__Required action__. Search the data below, and report every line in which "Cursor" occurs.

Input data Start Marker

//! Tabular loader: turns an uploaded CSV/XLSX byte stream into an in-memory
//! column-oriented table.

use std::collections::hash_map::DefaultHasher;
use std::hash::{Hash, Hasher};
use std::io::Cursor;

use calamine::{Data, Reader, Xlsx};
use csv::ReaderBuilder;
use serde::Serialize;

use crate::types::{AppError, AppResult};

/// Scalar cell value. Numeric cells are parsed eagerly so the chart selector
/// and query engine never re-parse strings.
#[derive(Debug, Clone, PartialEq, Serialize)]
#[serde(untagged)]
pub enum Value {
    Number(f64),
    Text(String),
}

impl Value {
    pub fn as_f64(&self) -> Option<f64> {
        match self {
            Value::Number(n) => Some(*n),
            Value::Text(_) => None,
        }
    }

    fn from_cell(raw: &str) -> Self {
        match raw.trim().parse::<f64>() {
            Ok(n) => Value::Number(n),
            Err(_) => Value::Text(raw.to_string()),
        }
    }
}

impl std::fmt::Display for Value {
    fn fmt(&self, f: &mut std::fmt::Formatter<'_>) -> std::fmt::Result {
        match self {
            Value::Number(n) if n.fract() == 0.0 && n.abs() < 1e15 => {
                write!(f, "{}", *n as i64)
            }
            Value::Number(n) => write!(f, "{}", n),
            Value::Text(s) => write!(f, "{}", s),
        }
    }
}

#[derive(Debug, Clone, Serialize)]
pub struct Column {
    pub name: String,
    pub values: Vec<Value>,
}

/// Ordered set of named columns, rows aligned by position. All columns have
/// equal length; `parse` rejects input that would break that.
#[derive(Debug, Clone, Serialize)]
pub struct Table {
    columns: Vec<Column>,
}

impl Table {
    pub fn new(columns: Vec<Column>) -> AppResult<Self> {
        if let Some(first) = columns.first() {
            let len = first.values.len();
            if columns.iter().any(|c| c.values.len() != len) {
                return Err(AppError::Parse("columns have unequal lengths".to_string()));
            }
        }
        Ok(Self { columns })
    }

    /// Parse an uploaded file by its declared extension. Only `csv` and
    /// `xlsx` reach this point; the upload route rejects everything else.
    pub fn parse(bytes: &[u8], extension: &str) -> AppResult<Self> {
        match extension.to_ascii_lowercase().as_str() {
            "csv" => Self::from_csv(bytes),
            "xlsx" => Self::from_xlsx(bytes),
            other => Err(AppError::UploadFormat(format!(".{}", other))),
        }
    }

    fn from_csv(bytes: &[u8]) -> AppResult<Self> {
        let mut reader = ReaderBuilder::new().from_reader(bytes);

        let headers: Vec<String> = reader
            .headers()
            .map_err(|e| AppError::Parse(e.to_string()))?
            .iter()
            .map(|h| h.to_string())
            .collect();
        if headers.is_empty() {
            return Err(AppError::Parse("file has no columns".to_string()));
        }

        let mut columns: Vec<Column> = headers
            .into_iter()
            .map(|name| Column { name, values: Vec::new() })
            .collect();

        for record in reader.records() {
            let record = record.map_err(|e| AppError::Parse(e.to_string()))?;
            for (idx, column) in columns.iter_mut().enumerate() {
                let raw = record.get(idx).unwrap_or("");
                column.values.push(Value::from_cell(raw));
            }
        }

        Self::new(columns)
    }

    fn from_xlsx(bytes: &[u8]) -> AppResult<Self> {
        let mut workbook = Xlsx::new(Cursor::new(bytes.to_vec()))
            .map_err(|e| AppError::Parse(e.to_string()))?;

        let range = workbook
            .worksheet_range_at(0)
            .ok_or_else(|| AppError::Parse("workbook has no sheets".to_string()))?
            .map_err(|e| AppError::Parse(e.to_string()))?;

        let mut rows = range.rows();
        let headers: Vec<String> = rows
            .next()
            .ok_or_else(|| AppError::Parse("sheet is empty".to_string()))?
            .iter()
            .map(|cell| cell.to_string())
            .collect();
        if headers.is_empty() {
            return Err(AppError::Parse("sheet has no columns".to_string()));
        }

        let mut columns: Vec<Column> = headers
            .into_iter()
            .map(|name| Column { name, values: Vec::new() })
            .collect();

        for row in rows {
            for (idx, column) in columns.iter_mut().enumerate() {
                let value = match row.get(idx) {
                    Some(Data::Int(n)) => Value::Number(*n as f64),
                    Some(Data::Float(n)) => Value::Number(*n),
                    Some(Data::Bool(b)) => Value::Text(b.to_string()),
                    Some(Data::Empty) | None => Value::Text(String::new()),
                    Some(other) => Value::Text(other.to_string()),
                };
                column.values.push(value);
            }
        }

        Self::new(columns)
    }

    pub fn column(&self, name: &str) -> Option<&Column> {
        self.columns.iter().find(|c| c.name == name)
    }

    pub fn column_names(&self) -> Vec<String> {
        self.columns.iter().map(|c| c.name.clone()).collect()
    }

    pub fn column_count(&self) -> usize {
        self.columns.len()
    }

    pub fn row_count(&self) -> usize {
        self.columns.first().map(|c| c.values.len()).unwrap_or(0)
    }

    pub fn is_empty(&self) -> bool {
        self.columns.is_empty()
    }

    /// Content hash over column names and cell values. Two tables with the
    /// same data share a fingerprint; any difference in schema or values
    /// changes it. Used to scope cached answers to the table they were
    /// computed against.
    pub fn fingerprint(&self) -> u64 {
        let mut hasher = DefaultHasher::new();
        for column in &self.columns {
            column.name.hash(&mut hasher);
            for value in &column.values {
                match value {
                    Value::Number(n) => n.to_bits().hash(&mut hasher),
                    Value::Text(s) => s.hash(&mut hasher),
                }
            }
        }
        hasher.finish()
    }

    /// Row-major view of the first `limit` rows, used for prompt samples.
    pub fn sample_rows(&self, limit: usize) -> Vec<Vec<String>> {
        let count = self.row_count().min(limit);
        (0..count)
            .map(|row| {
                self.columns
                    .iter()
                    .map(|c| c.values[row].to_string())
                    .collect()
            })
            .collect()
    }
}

Input data End Marker

__Response__.
use std::io::Cursor;
        let mut workbook = Xlsx::new(Cursor::new(bytes.to_vec()))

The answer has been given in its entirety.